----- The input

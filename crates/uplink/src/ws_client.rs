//! A single WebSocket session to the server.
//!
//! The session runs three pumps: read (liveness), write (acked frames) and
//! ping (keepalive). Any pump failing cancels the session; callers notice
//! through [`WsClient::is_alive`].

use std::time::Duration;

use futures_util::StreamExt;
use tokio::sync::{mpsc, oneshot};
use tokio::task::JoinHandle;
use tokio_tungstenite::tungstenite;
use tokio_tungstenite::tungstenite::protocol::WebSocketConfig;
use tokio_util::sync::CancellationToken;

use busrelay_protocol::constants::WS_MAX_MESSAGE_SIZE;

use crate::error::UplinkError;
use crate::pumps::Outbound;
use crate::types::LinkConfig;

const CLOSE_GRACE: Duration = Duration::from_secs(1);

/// WebSocket client connected to the server.
pub struct WsClient {
    write_tx: mpsc::Sender<Outbound>,
    write_timeout: Duration,
    read_handle: Option<JoinHandle<()>>,
    write_handle: Option<JoinHandle<()>>,
    ping_handle: Option<JoinHandle<()>>,
    cancel: CancellationToken,
}

impl WsClient {
    /// Opens the socket and starts the pumps.
    pub async fn connect(config: &LinkConfig) -> Result<Self, UplinkError> {
        let mut ws_config = WebSocketConfig::default();
        ws_config.max_message_size = Some(WS_MAX_MESSAGE_SIZE);
        ws_config.max_frame_size = Some(WS_MAX_MESSAGE_SIZE);

        let connecting =
            tokio_tungstenite::connect_async_with_config(config.url.as_str(), Some(ws_config), false);
        let (ws_stream, _) = tokio::time::timeout(config.connect_timeout, connecting)
            .await
            .map_err(|_| UplinkError::ConnectTimeout)??;
        let (write, read) = ws_stream.split();

        let (write_tx, write_rx) = mpsc::channel::<Outbound>(64);
        let cancel = CancellationToken::new();

        let write_handle = tokio::spawn(crate::pumps::write::write_pump(
            write,
            write_rx,
            cancel.clone(),
        ));
        let read_handle = tokio::spawn(crate::pumps::read::read_pump(
            read,
            write_tx.clone(),
            config.read_deadline(),
            cancel.clone(),
        ));
        let ping_handle = tokio::spawn(crate::pumps::ping::ping_pump(
            write_tx.clone(),
            config.ping_interval,
            cancel.clone(),
        ));

        Ok(Self {
            write_tx,
            write_timeout: config.write_timeout,
            read_handle: Some(read_handle),
            write_handle: Some(write_handle),
            ping_handle: Some(ping_handle),
            cancel,
        })
    }

    /// Sends a text frame and waits until it has been written to the socket.
    ///
    /// A write that does not complete within the write timeout kills the
    /// session.
    pub async fn send_text(&self, text: String) -> Result<(), UplinkError> {
        if !self.is_alive() {
            return Err(UplinkError::Closed);
        }

        let (ack_tx, ack_rx) = oneshot::channel();
        let outbound = Outbound {
            frame: tungstenite::Message::Text(text.into()),
            ack: Some(ack_tx),
        };
        self.write_tx
            .send(outbound)
            .await
            .map_err(|_| UplinkError::Closed)?;

        match tokio::time::timeout(self.write_timeout, ack_rx).await {
            Ok(Ok(Ok(()))) => Ok(()),
            Ok(Ok(Err(e))) => Err(UplinkError::Ws(e)),
            Ok(Err(_)) => Err(UplinkError::Closed),
            Err(_) => {
                self.cancel.cancel();
                Err(UplinkError::WriteTimeout)
            }
        }
    }

    /// `false` once any pump has stopped.
    pub fn is_alive(&self) -> bool {
        !self.cancel.is_cancelled()
    }

    /// Gracefully closes the connection, giving the write pump a moment to
    /// send the close frame.
    pub async fn close(&mut self) {
        self.cancel.cancel();
        if let Some(handle) = self.write_handle.take() {
            let _ = tokio::time::timeout(CLOSE_GRACE, handle).await;
        }
    }
}

impl Drop for WsClient {
    fn drop(&mut self) {
        self.cancel.cancel();
        for handle in [
            self.read_handle.take(),
            self.write_handle.take(),
            self.ping_handle.take(),
        ]
        .into_iter()
        .flatten()
        {
            handle.abort();
        }
    }
}
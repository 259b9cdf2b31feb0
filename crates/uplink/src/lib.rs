//! Uplink from the field collector to the busrelay server.
//!
//! Owns a single WebSocket session, reconnects with exponential backoff
//! and jitter, and keeps the session alive with ping/pong.

pub mod backoff;
pub mod error;
pub mod link;
mod pumps;
pub mod types;
pub mod ws_client;

pub use backoff::Backoff;
pub use error::UplinkError;
pub use link::{LinkFuture, Uplink, UplinkManager};
pub use types::{ConnectionState, LinkConfig, ReconnectConfig};
pub use ws_client::WsClient;
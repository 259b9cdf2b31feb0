use std::collections::VecDeque;
use std::sync::{Mutex, MutexGuard, PoisonError};

use busrelay_protocol::TelemetryRecord;
use busrelay_protocol::constants::HISTORY_CAPACITY;

/// Fixed-capacity FIFO of recent records behind `GET /api/data`.
///
/// When full, each insert evicts the oldest record. Readers get a copy,
/// so a snapshot never changes under them.
#[derive(Debug)]
pub struct HistoryStore {
    records: Mutex<VecDeque<TelemetryRecord>>,
    capacity: usize,
}

impl Default for HistoryStore {
    fn default() -> Self {
        Self::new(HISTORY_CAPACITY)
    }
}

impl HistoryStore {
    /// A zero capacity is raised to one.
    pub fn new(capacity: usize) -> Self {
        let capacity = capacity.max(1);
        Self {
            records: Mutex::new(VecDeque::with_capacity(capacity)),
            capacity,
        }
    }

    fn lock(&self) -> MutexGuard<'_, VecDeque<TelemetryRecord>> {
        self.records.lock().unwrap_or_else(PoisonError::into_inner)
    }

    pub fn record(&self, record: TelemetryRecord) {
        let mut records = self.lock();
        if records.len() == self.capacity {
            records.pop_front();
        }
        records.push_back(record);
    }

    /// Appends several records, oldest first, under one lock.
    pub fn extend(&self, batch: impl IntoIterator<Item = TelemetryRecord>) {
        let mut records = self.lock();
        for record in batch {
            if records.len() == self.capacity {
                records.pop_front();
            }
            records.push_back(record);
        }
    }

    /// Snapshot of the contents, oldest → newest.
    pub fn all(&self) -> Vec<TelemetryRecord> {
        self.lock().iter().cloned().collect()
    }

    pub fn latest(&self) -> Option<TelemetryRecord> {
        self.lock().back().cloned()
    }

    pub fn len(&self) -> usize {
        self.lock().len()
    }

    pub fn is_empty(&self) -> bool {
        self.lock().is_empty()
    }

    pub fn capacity(&self) -> usize {
        self.capacity
    }
}
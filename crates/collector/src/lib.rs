//! Field-side pipeline: read ESP32 lines, batch them, push them upstream.

pub mod batch;
pub mod collector;
pub mod source;

#[cfg(test)]
mod testing;

pub use batch::{BatchBuffer, BatchConfig, FlushOutcome};
pub use collector::{Collector, CollectorConfig, CollectorState};
pub use source::{LineBuffer, RecordSource, ScriptedSource, SerialSettings, SerialSource, SourceError};
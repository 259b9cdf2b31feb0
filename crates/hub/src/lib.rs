//! Server side of busrelay.
//!
//! Accepts telemetry over WebSocket and REST, keeps the last readings in a
//! bounded history, and broadcasts the latest state to every connected
//! viewer through a single [`BroadcastHub`] worker.

mod connection;
pub mod history;
pub mod hub;
mod server;

pub use connection::PingSettings;
pub use history::HistoryStore;
pub use hub::{Accepted, BroadcastHub, Frame};
pub use server::{RelayServer, ServerConfig};

/// Frames a subscriber may have pending before it counts as unresponsive.
pub const SUBSCRIBER_BUFFER: usize = 64;

/// Payloads waiting for fan-out. The newest is dropped when full.
pub const BROADCAST_QUEUE: usize = 256;

/// Errors produced by the relay server.
#[derive(Debug, thiserror::Error)]
pub enum ServerError {
    #[error("cannot bind {addr}: {source}")]
    Bind {
        addr: String,
        #[source]
        source: std::io::Error,
    },

    #[error("I/O error: {0}")]
    Io(#[from] std::io::Error),
}
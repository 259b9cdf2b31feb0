//! Record sources: where the collector gets its readings from.

use std::io::{self, Read};
use std::time::Duration;

use tracing::{info, warn};

use busrelay_protocol::parser::parse_reading;
use busrelay_protocol::{ParseError, SensorReading};

/// Longest line kept while waiting for its newline.
const MAX_LINE_LEN: usize = 4096;

/// Upper bound for a single read from the port.
const READ_CHUNK: usize = 1024;

/// Errors from a [`RecordSource`].
#[derive(Debug, thiserror::Error)]
pub enum SourceError {
    #[error("serial I/O error: {0}")]
    Io(#[from] io::Error),

    #[error("serial port error: {0}")]
    Port(#[from] serialport::Error),

    #[error("malformed line {line:?}: {source}")]
    Malformed {
        line: String,
        #[source]
        source: ParseError,
    },
}

/// Produces at most one reading per poll.
///
/// `poll` must not block: `Ok(None)` means nothing complete arrived yet.
pub trait RecordSource: Send {
    fn poll(&mut self) -> Result<Option<SensorReading>, SourceError>;
}

/// Splits a byte stream into trimmed, non-empty text lines.
#[derive(Debug, Default)]
pub struct LineBuffer {
    pending: Vec<u8>,
}

impl LineBuffer {
    pub fn new() -> Self {
        Self::default()
    }

    pub fn push(&mut self, bytes: &[u8]) {
        self.pending.extend_from_slice(bytes);
        if self.pending.len() > MAX_LINE_LEN && !self.pending.contains(&b'\n') {
            warn!(len = self.pending.len(), "discarding overlong serial line");
            self.pending.clear();
        }
    }

    /// Next complete line, decoded lossily. Blank lines are skipped.
    pub fn next_line(&mut self) -> Option<String> {
        while let Some(pos) = self.pending.iter().position(|&b| b == b'\n') {
            let raw: Vec<u8> = self.pending.drain(..=pos).collect();
            let line = String::from_utf8_lossy(&raw).trim().to_string();
            if !line.is_empty() {
                return Some(line);
            }
        }
        None
    }

    pub fn has_line(&self) -> bool {
        self.pending.contains(&b'\n')
    }

    /// Bytes received that do not yet form a full line.
    pub fn pending_len(&self) -> usize {
        self.pending.len()
    }
}

/// Serial connection settings.
#[derive(Debug, Clone)]
pub struct SerialSettings {
    pub path: String,
    pub baud_rate: u32,
    /// Time given to the microcontroller to reboot after the port opens.
    pub settle_delay: Duration,
}

/// Reads ESP32 lines from a serial port.
pub struct SerialSource {
    port: Box<dyn serialport::SerialPort>,
    lines: LineBuffer,
}

impl SerialSource {
    /// Opens the port and waits for the device to settle.
    ///
    /// Failing to open the port is fatal for the collector.
    pub async fn open(settings: &SerialSettings) -> Result<Self, SourceError> {
        let port = serialport::new(&settings.path, settings.baud_rate)
            .timeout(Duration::from_millis(10))
            .open()?;
        info!(
            port = %settings.path,
            baud = settings.baud_rate,
            "serial port opened"
        );

        if !settings.settle_delay.is_zero() {
            tokio::time::sleep(settings.settle_delay).await;
        }

        Ok(Self {
            port,
            lines: LineBuffer::new(),
        })
    }

    fn fill(&mut self) -> Result<(), SourceError> {
        let waiting = self.port.bytes_to_read()? as usize;
        if waiting == 0 {
            return Ok(());
        }

        let mut buf = vec![0u8; waiting.min(READ_CHUNK)];
        match self.port.read(&mut buf) {
            Ok(n) => self.lines.push(&buf[..n]),
            Err(e) if e.kind() == io::ErrorKind::TimedOut => {}
            Err(e) => return Err(e.into()),
        }
        Ok(())
    }
}

impl RecordSource for SerialSource {
    fn poll(&mut self) -> Result<Option<SensorReading>, SourceError> {
        if !self.lines.has_line() {
            self.fill()?;
        }
        match self.lines.next_line() {
            Some(line) => parse_into_reading(line),
            None => Ok(None),
        }
    }
}

fn parse_into_reading(line: String) -> Result<Option<SensorReading>, SourceError> {
    parse_reading(&line)
        .map(Some)
        .map_err(|source| SourceError::Malformed { line, source })
}

/// Lines from memory; used by tests and for replaying captures.
pub struct ScriptedSource {
    lines: std::collections::VecDeque<Option<String>>,
}

impl ScriptedSource {
    /// Each entry is one poll; `None` is a tick without data.
    pub fn new<I, S>(polls: I) -> Self
    where
        I: IntoIterator<Item = Option<S>>,
        S: Into<String>,
    {
        Self {
            lines: polls.into_iter().map(|p| p.map(Into::into)).collect(),
        }
    }

    pub fn is_exhausted(&self) -> bool {
        self.lines.is_empty()
    }
}

impl RecordSource for ScriptedSource {
    fn poll(&mut self) -> Result<Option<SensorReading>, SourceError> {
        match self.lines.pop_front().flatten() {
            Some(line) => parse_into_reading(line),
            None => Ok(None),
        }
    }
}
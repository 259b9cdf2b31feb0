//! Server configuration: defaults, optional TOML file, then environment.

use std::path::{Path, PathBuf};
use std::time::Duration;

use anyhow::{Context, bail};
use serde::{Deserialize, Serialize};

use busrelay_hub::{PingSettings, ServerConfig};

#[derive(Debug, Clone, PartialEq, Serialize, Deserialize)]
pub struct Config {
    #[serde(default = "default_host")]
    pub host: String,

    #[serde(default = "default_port")]
    pub port: u16,

    /// Dashboard directory. Served only when it exists.
    #[serde(default = "default_static_dir")]
    pub static_dir: PathBuf,

    #[serde(default = "default_ping_interval")]
    pub ws_ping_interval: u64,

    #[serde(default = "default_ping_timeout")]
    pub ws_ping_timeout: u64,
}

fn default_host() -> String {
    "0.0.0.0".into()
}

fn default_port() -> u16 {
    8000
}

fn default_static_dir() -> PathBuf {
    PathBuf::from("static")
}

fn default_ping_interval() -> u64 {
    10
}

fn default_ping_timeout() -> u64 {
    5
}

impl Default for Config {
    fn default() -> Self {
        Self {
            host: default_host(),
            port: default_port(),
            static_dir: default_static_dir(),
            ws_ping_interval: default_ping_interval(),
            ws_ping_timeout: default_ping_timeout(),
        }
    }
}

impl Config {
    pub fn load(path: Option<&Path>) -> anyhow::Result<Self> {
        let mut config = match path {
            Some(path) => {
                let content = std::fs::read_to_string(path)
                    .with_context(|| format!("cannot read {}", path.display()))?;
                toml::from_str(&content)
                    .with_context(|| format!("invalid config file {}", path.display()))?
            }
            None => Self::default(),
        };
        config.apply_env(|key| std::env::var(key).ok())?;
        config.validate()?;
        Ok(config)
    }

    /// Overrides from `HOST`, `PORT`, `STATIC_DIR`, `WS_PING_INTERVAL` and
    /// `WS_PING_TIMEOUT`.
    pub fn apply_env<F>(&mut self, lookup: F) -> anyhow::Result<()>
    where
        F: Fn(&str) -> Option<String>,
    {
        if let Some(host) = lookup("HOST") {
            self.host = host;
        }
        if let Some(dir) = lookup("STATIC_DIR") {
            self.static_dir = PathBuf::from(dir);
        }
        if let Some(raw) = lookup("PORT") {
            self.port = raw
                .trim()
                .parse()
                .with_context(|| format!("invalid PORT={raw:?}"))?;
        }
        if let Some(raw) = lookup("WS_PING_INTERVAL") {
            self.ws_ping_interval = raw
                .trim()
                .parse()
                .with_context(|| format!("invalid WS_PING_INTERVAL={raw:?}"))?;
        }
        if let Some(raw) = lookup("WS_PING_TIMEOUT") {
            self.ws_ping_timeout = raw
                .trim()
                .parse()
                .with_context(|| format!("invalid WS_PING_TIMEOUT={raw:?}"))?;
        }
        Ok(())
    }

    pub fn validate(&self) -> anyhow::Result<()> {
        if self.host.trim().is_empty() {
            bail!("host must not be empty");
        }
        if self.ws_ping_interval == 0 || self.ws_ping_timeout == 0 {
            bail!("ws_ping_interval and ws_ping_timeout must be at least 1 second");
        }
        Ok(())
    }

    pub fn server_config(&self) -> ServerConfig {
        let static_dir = if self.static_dir.is_dir() {
            Some(self.static_dir.clone())
        } else {
            tracing::warn!(
                dir = %self.static_dir.display(),
                "static directory not found, dashboard disabled"
            );
            None
        };

        ServerConfig {
            host: self.host.clone(),
            port: self.port,
            static_dir,
            ping: PingSettings {
                interval: Duration::from_secs(self.ws_ping_interval),
                timeout: Duration::from_secs(self.ws_ping_timeout),
            },
            ..ServerConfig::default()
        }
    }
}
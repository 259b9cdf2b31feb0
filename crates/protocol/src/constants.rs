use std::time::Duration;

/// Number of records retained for the `GET /api/data` history endpoint.
pub const HISTORY_CAPACITY: usize = 100;

/// How often each side of a WebSocket link sends a ping.
pub const WS_PING_PERIOD: Duration = Duration::from_secs(10);

/// How long to wait for a pong after a ping before declaring the peer dead.
pub const WS_PONG_WAIT: Duration = Duration::from_secs(5);

/// Time allowed for a single frame to be written before the link is
/// considered stalled.
pub const WS_WRITE_WAIT: Duration = Duration::from_secs(10);

/// Time allowed for the TCP + WebSocket handshake.
pub const WS_CONNECT_TIMEOUT: Duration = Duration::from_secs(10);

/// Maximum accepted text frame size (1 MB). Telemetry frames are tiny;
/// anything larger is a misbehaving peer.
pub const WS_MAX_MESSAGE_SIZE: usize = 1024 * 1024;

/// Value of the `type` field that marks a batch frame.
pub const BATCH_TYPE: &str = "batch";
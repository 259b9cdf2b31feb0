//! Exponential reconnect backoff with jitter.
//!
//! The delay after the `n`-th consecutive failure (0-based) is
//! `min(base * 2^n, max)` scaled by a random factor in `[1 - jitter, 1 + jitter]`.
//! The result is clamped to `[previous delay, max]` so that delays never
//! shrink between consecutive failures and never exceed the cap. A success
//! resets everything.
//!
//! Deadlines are measured with [`tokio::time::Instant`], which is monotonic.

use std::time::Duration;

use rand::Rng;
use tokio::time::Instant;

use crate::types::ReconnectConfig;

/// Tracks consecutive connect failures and when the next attempt is allowed.
#[derive(Debug, Clone)]
pub struct Backoff {
    config: ReconnectConfig,
    attempt: u32,
    last_delay: Duration,
    retry_at: Option<Instant>,
}

impl Backoff {
    pub fn new(config: ReconnectConfig) -> Self {
        Self {
            config,
            attempt: 0,
            last_delay: Duration::ZERO,
            retry_at: None,
        }
    }

    /// Number of consecutive failures since the last success.
    pub fn attempt(&self) -> u32 {
        self.attempt
    }

    /// Un-jittered delay for the given 0-based attempt.
    pub fn base_delay(&self, attempt: u32) -> Duration {
        let exp = attempt.min(62) as i32;
        let secs = self.config.base_delay.as_secs_f64() * 2f64.powi(exp);
        let max = self.config.max_delay.as_secs_f64();
        if !secs.is_finite() || secs > max {
            self.config.max_delay
        } else {
            Duration::from_secs_f64(secs)
        }
    }

    /// Records a failed attempt and returns how long to wait before the next one.
    pub fn fail(&mut self) -> Duration {
        let base = self.base_delay(self.attempt).as_secs_f64();
        let jitter = self.config.jitter.clamp(0.0, 1.0);
        let factor = if jitter > 0.0 {
            1.0 + rand::thread_rng().gen_range(-jitter..=jitter)
        } else {
            1.0
        };
        let delay = Duration::from_secs_f64((base * factor).max(0.0))
            .max(self.last_delay)
            .min(self.config.max_delay);

        self.attempt = self.attempt.saturating_add(1);
        self.last_delay = delay;
        self.retry_at = Some(Instant::now() + delay);
        delay
    }

    /// Forgets all failures after a successful connect.
    pub fn reset(&mut self) {
        self.attempt = 0;
        self.last_delay = Duration::ZERO;
        self.retry_at = None;
    }

    /// Time left before the next attempt is allowed, if any.
    pub fn remaining(&self) -> Option<Duration> {
        let retry_at = self.retry_at?;
        let left = retry_at.saturating_duration_since(Instant::now());
        (!left.is_zero()).then_some(left)
    }
}
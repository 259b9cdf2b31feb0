//! Batching buffer between the record source and the uplink.
//!
//! Records accumulate until the batch is full, the batch timeout has
//! passed since the last successful flush, or a flush is forced. The
//! buffer is only cleared once the uplink accepted the batch; a failed
//! send keeps every record for the next attempt (at-least-once).

use std::collections::VecDeque;
use std::time::Duration;

use tokio::time::Instant;
use tracing::{debug, warn};

use busrelay_protocol::{Batch, SensorReading, TelemetryRecord, UplinkMessage, unix_timestamp};
use busrelay_uplink::{Uplink, UplinkError};

/// Records kept while the server is unreachable. Older ones are dropped
/// beyond this.
pub const MAX_BUFFERED: usize = 1000;

#[derive(Debug, Clone, PartialEq)]
pub struct BatchConfig {
    /// When off, every record goes out on its own as soon as it is offered.
    pub enabled: bool,
    pub size: usize,
    pub timeout: Duration,
}

impl Default for BatchConfig {
    fn default() -> Self {
        Self {
            enabled: true,
            size: 5,
            timeout: Duration::from_secs(2),
        }
    }
}

/// What a flush attempt did.
#[derive(Debug, Clone, Copy, PartialEq, Eq)]
pub enum FlushOutcome {
    /// This many records reached the uplink.
    Sent(usize),
    /// The send failed; this many records are still buffered.
    Retained(usize),
    /// Unbatched send failed and the record was discarded.
    Dropped(usize),
    /// Nothing was due.
    Idle,
}

pub struct BatchBuffer {
    config: BatchConfig,
    records: VecDeque<TelemetryRecord>,
    last_flush: Instant,
}

impl BatchBuffer {
    pub fn new(config: BatchConfig) -> Self {
        Self {
            config,
            records: VecDeque::new(),
            last_flush: Instant::now(),
        }
    }

    pub fn config(&self) -> &BatchConfig {
        &self.config
    }

    pub fn len(&self) -> usize {
        self.records.len()
    }

    pub fn is_empty(&self) -> bool {
        self.records.is_empty()
    }

    /// Stamps `reading` with the current time and queues it, flushing if a
    /// threshold is met.
    pub async fn offer<U>(&mut self, uplink: &mut U, reading: SensorReading) -> FlushOutcome
    where
        U: Uplink + ?Sized,
    {
        let record = reading.stamp_now();

        if !self.config.enabled {
            let message = UplinkMessage::Single(record);
            return match uplink.send(&message).await {
                Ok(()) => FlushOutcome::Sent(1),
                Err(e) => {
                    log_send_failure(&e, 1, "dropping record");
                    FlushOutcome::Dropped(1)
                }
            };
        }

        if self.records.len() >= MAX_BUFFERED {
            warn!(limit = MAX_BUFFERED, "batch buffer full, dropping oldest record");
            self.records.pop_front();
        }
        self.records.push_back(record);
        self.flush(uplink, false).await
    }

    /// Sends the buffered records if forced or a threshold is met.
    /// An empty buffer is never sent.
    pub async fn flush<U>(&mut self, uplink: &mut U, force: bool) -> FlushOutcome
    where
        U: Uplink + ?Sized,
    {
        if self.records.is_empty() {
            return FlushOutcome::Idle;
        }
        let due = force
            || self.records.len() >= self.config.size
            || self.last_flush.elapsed() >= self.config.timeout;
        if !due {
            return FlushOutcome::Idle;
        }

        let count = self.records.len();
        let message = UplinkMessage::Batch(Batch::new(
            self.records.iter().cloned().collect(),
            unix_timestamp(),
        ));
        match uplink.send(&message).await {
            Ok(()) => {
                debug!(count, "batch sent");
                self.records.clear();
                self.last_flush = Instant::now();
                FlushOutcome::Sent(count)
            }
            Err(e) => {
                log_send_failure(&e, count, "keeping batch for retry");
                FlushOutcome::Retained(count)
            }
        }
    }

    /// Time-based check, run once per collector tick.
    pub async fn tick<U>(&mut self, uplink: &mut U) -> FlushOutcome
    where
        U: Uplink + ?Sized,
    {
        self.flush(uplink, false).await
    }
}

fn log_send_failure(error: &UplinkError, count: usize, action: &str) {
    if matches!(error, UplinkError::BackingOff { .. }) {
        debug!(count, error = %error, "{action}");
    } else {
        warn!(count, error = %error, "{action}");
    }
}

----------

Task details: From the records above, extract exactly and only the lines that begin at the line with "let _ = tokio::time::timeout(CLOSE_GRACE, handle).await;" and stop after the line with "use busrelay_protocol::constants::HISTORY_CAPACITY;".

Finished task:
            let _ = tokio::time::timeout(CLOSE_GRACE, handle).await;
        }
    }
}

impl Drop for WsClient {
    fn drop(&mut self) {
        self.cancel.cancel();
        for handle in [
            self.read_handle.take(),
            self.write_handle.take(),
            self.ping_handle.take(),
        ]
        .into_iter()
        .flatten()
        {
            handle.abort();
        }
    }
}
repository 259b9cdf2b31feb0
filename crates/uplink/src/lib.rs
//! Uplink from the field collector to the busrelay server.
//!
//! Owns a single WebSocket session, reconnects with exponential backoff
//! and jitter, and keeps the session alive with ping/pong.

pub mod backoff;
pub mod error;
pub mod link;
mod pumps;
pub mod types;
pub mod ws_client;

pub use backoff::Backoff;
pub use error::UplinkError;
pub use link::{LinkFuture, Uplink, UplinkManager};
pub use types::{ConnectionState, LinkConfig, ReconnectConfig};
pub use ws_client::WsClient;
repository 259b9cdf2b31feb0
use std::collections::VecDeque;
use std::sync::{Mutex, MutexGuard, PoisonError};

use busrelay_protocol::TelemetryRecord;
use busrelay_protocol::constants::HISTORY_CAPACITY;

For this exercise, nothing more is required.